Ignaz Semmelweis, our everyday hero

In recent weeks, we have again noticed in particular that hygiene regulations play an important role in the spread of diseases. Suddenly, the media are reporting on how to wash hands properly and that it is best to cough into the elbow so that pathogens are not spread via the hands. But especially in the medical field, hygiene rules were indispensable even before COVID-19. Particularly before and during an operation, meticulous care is taken to ensure that everything is as sterile as possible so that disease-causing germs do not enter the body. Clothes are changed, hoods, face masks and gloves are worn, and hands are thoroughly washed and disinfected before the operation.

But this exemplary behavior was not always on the agenda of medical staff, because hygiene did not play a major role in hospitals for a long time. The fact that additional hygiene measures took up some time meant that doctors often saw them as superfluous. They preferred to use them for the treatment of their patients. It was not until the Hungarian physician Ignaz Phillipp Semmelweis (1818-1865) that the importance of antiseptic prophylaxis was discussed. With his research, he laid the foundation for the fact that today we naturally pay attention to hygiene in everyday life.

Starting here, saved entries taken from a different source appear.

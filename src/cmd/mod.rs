//! CLI surface: a `clap`-derived `Cli` wiring a single `dump` subcommand to
//! [`DumpOptions`], with a per-subcommand `#[derive(Parser)]`/
//! `#[derive(Subcommand)]` layout and `help_heading`-grouped flags.
//!
//! There is no live MySQL wire driver in scope (spec.md §1): `dump` runs
//! against a small bundled [`crate::session::FixtureSession`] demo dataset,
//! standing in for the schema a real shell would have already connected to
//! and enumerated.

mod dump;

use clap::{Parser, Subcommand};

const INPUT_OUTPUT: &str = "Input/Output";
const BEHAVIOR: &str = "Behavior";
const LIMITS: &str = "Limits";
const FILTERING: &str = "Filtering";

#[derive(Parser)]
#[command(name = "shelldump")]
#[command(author = "Helge Sverre <helge.sverre@gmail.com>")]
#[command(version)]
#[command(about = "Parallel logical dump engine: chunked, compressed table export for fast parallel reimport")]
#[command(arg_required_else_help = true)]
#[command(max_term_width = 100)]
pub struct Cli {
    #[command(subcommand)]
    pub command: Commands,
}

#[derive(Subcommand)]
pub enum Commands {
    /// Dump the bundled demo schema to chunked, compressed files
    #[command(after_help = "\x1b[1mExamples:\x1b[0m
  shelldump dump -o out/
  shelldump dump -o out/ --threads 8 --dialect csv --compression zstd
  shelldump dump -o out/ --dry-run
  shelldump dump -o out/ --max-rate 1048576 --bytes-per-chunk 4096")]
    Dump(dump::DumpArgs),
}

pub fn run(cli: Cli) -> anyhow::Result<()> {
    match cli.command {
        Commands::Dump(args) => dump::run(args),
    }
}
//! Integration tests for the Dumper end-to-end pipeline.

use std::collections::HashSet;
use std::sync::atomic::{AtomicBool, Ordering};
use std::sync::{Arc, Mutex};

use shelldump::ddl::CompatibilityOptions;
use shelldump::dialect::Dialect;
use shelldump::dumper::{DumpOptions, DumpPlan, Dumper, SchemaPlan, TableSpec};
use shelldump::error::Result;
use shelldump::model::{ColumnMeta, IndexMeta};
use shelldump::session::{
    CapturingConsole, ColumnType, ConnectionOptions, Console, Directory, FixtureColumn, FixtureSession, FixtureTable,
    LocalDirectory, OwnedRow, Row, Session, StdConsole,
};

fn session_factory_over(fixture: Arc<Mutex<FixtureSession>>) -> shelldump::dumper::SessionFactory {
    Box::new(move || {
        let guard = fixture.lock().unwrap();
        Ok(Box::new(guard.clone()) as Box<dyn Session>)
    })
}

fn large_table_plan() -> DumpPlan {
    DumpPlan {
        schemas: vec![SchemaPlan {
            name: "shop".into(),
            tables: vec![TableSpec {
                name: "orders".into(),
                columns: vec![ColumnMeta { name: "id".into(), ty: ColumnType::Int, csv_unsafe: false }],
                indexes: vec![IndexMeta { name: "id".into(), is_primary: true }],
                triggers: vec![],
            }],
            views: vec![],
            routines: vec![],
            events: vec![],
        }],
        users: vec![],
    }
}

fn large_fixture(row_count: u64) -> FixtureSession {
    let mut fixture = FixtureSession::new();
    let rows = (1..=row_count).map(|id| vec![Some(id.to_string().into_bytes())]).collect();
    fixture.add_table(
        "shop",
        "orders",
        FixtureTable {
            columns: vec![FixtureColumn { name: "id".into(), ty: ColumnType::Int }],
            key_index: Some(0),
            rows,
            create_ddl: "CREATE TABLE `orders` (`id` INT NOT NULL PRIMARY KEY)".into(),
        },
    );
    fixture
}

/// A 10,000-row integer-keyed table with `bytes_per_chunk` tuned to 2,500
/// rows/chunk splits into exactly four chunk files, and every row in
/// `1..=10000` appears in exactly one of them.
#[test]
fn large_table_splits_into_expected_chunks_and_covers_every_row() {
    let fixture = Arc::new(Mutex::new(large_fixture(10_000)));

    let tmp = tempfile::tempdir().unwrap();
    let directory: Arc<dyn Directory> = Arc::new(LocalDirectory::new(tmp.path()));
    let console: Arc<dyn Console> = Arc::new(StdConsole);

    let mut options = DumpOptions::default();
    options.output_url = tmp.path().display().to_string();
    options.threads = 4;
    options.consistent = true;
    options.dialect = Dialect::Tsv;
    options.dump_users = false;
    // avg_row_length defaults to 128 since the fixture's information_schema
    // response only ever populates TABLE_ROWS; 320,000 / 128 = 2,500 rows
    // per chunk, so 10,000 rows plans to exactly four chunks.
    options.bytes_per_chunk = 320_000;

    let dumper = Dumper::new(options, directory, console, session_factory_over(fixture));
    let report = dumper.run(large_table_plan()).unwrap();
    assert_eq!(report.rows, 10_000);

    let data_files: Vec<_> = std::fs::read_dir(tmp.path())
        .unwrap()
        .filter_map(|e| e.ok())
        .map(|e| e.file_name().to_string_lossy().into_owned())
        .filter(|n| n.starts_with("shop@orders@") && n.ends_with(".tsv"))
        .collect();
    assert_eq!(data_files.len(), 4, "expected four chunk files, got {data_files:?}");

    let mut seen: HashSet<u64> = HashSet::new();
    for name in &data_files {
        let contents = std::fs::read_to_string(tmp.path().join(name)).unwrap();
        for line in contents.lines() {
            let id: u64 = line.trim().parse().expect("row is a single integer column");
            assert!(seen.insert(id), "row {id} appeared in more than one chunk file");
        }
    }
    assert_eq!(seen.len(), 10_000);
    assert_eq!(*seen.iter().min().unwrap(), 1);
    assert_eq!(*seen.iter().max().unwrap(), 10_000);
}

/// A fixed compatibility rewrite (`force_if_not_exists` adding
/// `IF NOT EXISTS` to the `CREATE TABLE`) must be reported through
/// `Console::print_note` and surfaced in the table manifest's `issues`
/// list, not silently discarded once the fatal-issue check passes.
#[test]
fn fixed_ddl_issues_are_logged_as_notes_and_recorded_in_the_manifest() {
    let fixture = Arc::new(Mutex::new(large_fixture(3)));

    let tmp = tempfile::tempdir().unwrap();
    let directory: Arc<dyn Directory> = Arc::new(LocalDirectory::new(tmp.path()));
    let capturing = Arc::new(CapturingConsole::default());
    let console: Arc<dyn Console> = capturing.clone();

    let mut options = DumpOptions::default();
    options.output_url = tmp.path().display().to_string();
    options.threads = 1;
    options.dump_users = false;
    options.compatibility = CompatibilityOptions { force_if_not_exists: true, ..CompatibilityOptions::default() };

    let dumper = Dumper::new(options, directory, console, session_factory_over(fixture));
    dumper.run(large_table_plan()).unwrap();

    let messages = capturing.messages.lock().unwrap();
    assert!(
        messages.iter().any(|(level, msg)| *level == "note" && msg.contains("IF NOT EXISTS")),
        "expected a note about the IF NOT EXISTS rewrite, got {messages:?}"
    );
    drop(messages);

    let manifest_json = std::fs::read_to_string(tmp.path().join("shop@orders.json")).unwrap();
    let manifest: serde_json::Value = serde_json::from_str(&manifest_json).unwrap();
    let issues = manifest["issues"].as_array().expect("issues array present");
    assert!(
        issues.iter().any(|i| i["fixed"] == true && i["description"].as_str().unwrap().contains("IF NOT EXISTS")),
        "expected the IF NOT EXISTS issue in the table manifest, got {issues:?}"
    );
}

/// A session wrapper that flips a shared interrupt flag partway through
/// streaming a chunk, standing in for a `KILL QUERY` landing mid-stream:
/// the worker's own per-row interrupt check aborts the chunk before its
/// sink is ever finished or abandoned, leaving a `.dumping` orphan.
struct KillMidStreamSession {
    inner: FixtureSession,
    interrupt: Arc<AtomicBool>,
}

impl Session for KillMidStreamSession {
    fn execute(&mut self, sql: &str) -> Result<()> {
        self.inner.execute(sql)
    }

    fn query_rows(&mut self, sql: &str) -> Result<Vec<OwnedRow>> {
        self.inner.query_rows(sql)
    }

    fn stream_query(&mut self, sql: &str, on_row: &mut dyn FnMut(&dyn Row) -> Result<()>) -> Result<u64> {
        let interrupt = self.interrupt.clone();
        let mut seen = 0u64;
        self.inner.stream_query(sql, &mut |row| {
            seen += 1;
            if seen == 2 {
                // Simulate the side-session's KILL QUERY landing right
                // before the second row would be written.
                interrupt.store(true, Ordering::Relaxed);
            }
            on_row(row)
        })
    }

    fn get_connection_id(&self) -> u64 {
        self.inner.get_connection_id()
    }

    fn get_server_version(&self) -> (u32, u32, u32) {
        self.inner.get_server_version()
    }

    fn ansi_quotes_enabled(&self) -> bool {
        self.inner.ansi_quotes_enabled()
    }

    fn no_backslash_escapes_enabled(&self) -> bool {
        self.inner.no_backslash_escapes_enabled()
    }

    fn get_connection_options(&self) -> &ConnectionOptions {
        self.inner.get_connection_options()
    }
}

/// When a chunk is interrupted mid-stream, the dump fails, no `@.done.json`
/// is written, and the chunk's data file is orphaned with its `.dumping`
/// suffix still attached (spec §8 emergency-shutdown scenario).
#[test]
fn interrupted_chunk_leaves_no_done_manifest_and_orphans_a_dumping_file() {
    let mut inner = FixtureSession::new();
    inner.add_table(
        "s",
        "t",
        FixtureTable {
            columns: vec![FixtureColumn { name: "id".into(), ty: ColumnType::Int }],
            key_index: Some(0),
            rows: vec![vec![Some(b"1".to_vec())], vec![Some(b"2".to_vec())], vec![Some(b"3".to_vec())]],
            create_ddl: "CREATE TABLE `t` (`id` INT NOT NULL PRIMARY KEY)".into(),
        },
    );

    let tmp = tempfile::tempdir().unwrap();
    let directory: Arc<dyn Directory> = Arc::new(LocalDirectory::new(tmp.path()));
    let console: Arc<dyn Console> = Arc::new(StdConsole);

    let mut options = DumpOptions::default();
    options.output_url = tmp.path().display().to_string();
    options.threads = 1;
    options.consistent = false;
    options.dialect = Dialect::Csv;
    options.dump_users = false;

    // The session factory is called after `Dumper::new`, so the interrupt
    // handle it needs is threaded through a slot filled in right after
    // construction rather than passed in directly.
    let interrupt_slot: Arc<Mutex<Option<Arc<AtomicBool>>>> = Arc::new(Mutex::new(None));
    let session_factory: shelldump::dumper::SessionFactory = {
        let inner = inner.clone();
        let interrupt_slot = interrupt_slot.clone();
        Box::new(move || {
            let interrupt = interrupt_slot.lock().unwrap().clone().expect("interrupt handle set before first use");
            Ok(Box::new(KillMidStreamSession { inner: inner.clone(), interrupt }) as Box<dyn Session>)
        })
    };

    let dumper = Dumper::new(options, directory, console, session_factory);
    *interrupt_slot.lock().unwrap() = Some(dumper.interrupt_handle());

    let plan = DumpPlan {
        schemas: vec![SchemaPlan {
            name: "s".into(),
            tables: vec![TableSpec {
                name: "t".into(),
                columns: vec![ColumnMeta { name: "id".into(), ty: ColumnType::Int, csv_unsafe: false }],
                indexes: vec![IndexMeta { name: "id".into(), is_primary: true }],
                triggers: vec![],
            }],
            views: vec![],
            routines: vec![],
            events: vec![],
        }],
        users: vec![],
    };

    let result = dumper.run(plan);
    assert!(result.is_err(), "an interrupted dump must return an error");

    assert!(tmp.path().join("@.json").exists(), "the start manifest is written before any worker runs");
    assert!(!tmp.path().join("@.done.json").exists(), "no end manifest is written on interrupt");

    let orphans: Vec<_> = std::fs::read_dir(tmp.path())
        .unwrap()
        .filter_map(|e| e.ok())
        .map(|e| e.file_name().to_string_lossy().into_owned())
        .filter(|n| n.ends_with(".dumping"))
        .collect();
    assert!(!orphans.is_empty(), "an interrupted chunk must leave at least one .dumping orphan");
}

Dr. Semmelweis got on the right track in the 1840s, when puerperal fever was claiming the lives of up to 30% of women1 who gave birth in hospitals. During this time, he worked in the maternity ward of the Vienna General Hospital, which was divided into two parts in 1833. In the first clinic male doctors and medical students worked, who took care of the birth of the mothers, in the second clinic female midwives were responsible for it. However, in the clinic where the doctors worked, three times as many mothers2 died as in the midwives’ clinic.

Ignaz Semmelweis wanted to understand how these serious differences came about and began to study the disease more closely. He noticed that women in the first clinic almost always became ill if they were in labor for much longer than 24 hours.1 This was not the case in the second clinic. In addition, he discovered, the risk of getting sick in women who gave birth on the street was significantly lower than in those who gave birth in the hospital.3

At the hospital, morning autopsies were also on the agenda before doctors and medical students entered the clinic. When a colleague died from a wound made during an autopsy and had previously exhibited the same symptoms as the patients who died of puerperal fever, Semmelweis recognized the connection: because examinations of expectant mothers were performed with bare hands following the morning autopsies, he hypothesized that particles found on the autopsy knife could later enter the uterus during an examination by a physician with contaminated hands.

His investigations suddenly made sense. Only male doctors and medical students were allowed to perform autopsies. Midwives, on the other hand, were not allowed in the morgues as women. As a result, only female patients in the medical clinic could come into contact with the pathogens. If several women were examined, more suddenly became ill at the same time. The hypothesis also made it clear why the risk of contracting puerperal fever was particularly high in women who had been in labor for more than 24 hours: they had to be examined several times, which increased the likelihood of infection. Women who gave birth in the street were not exposed to the contaminated hands of physicians.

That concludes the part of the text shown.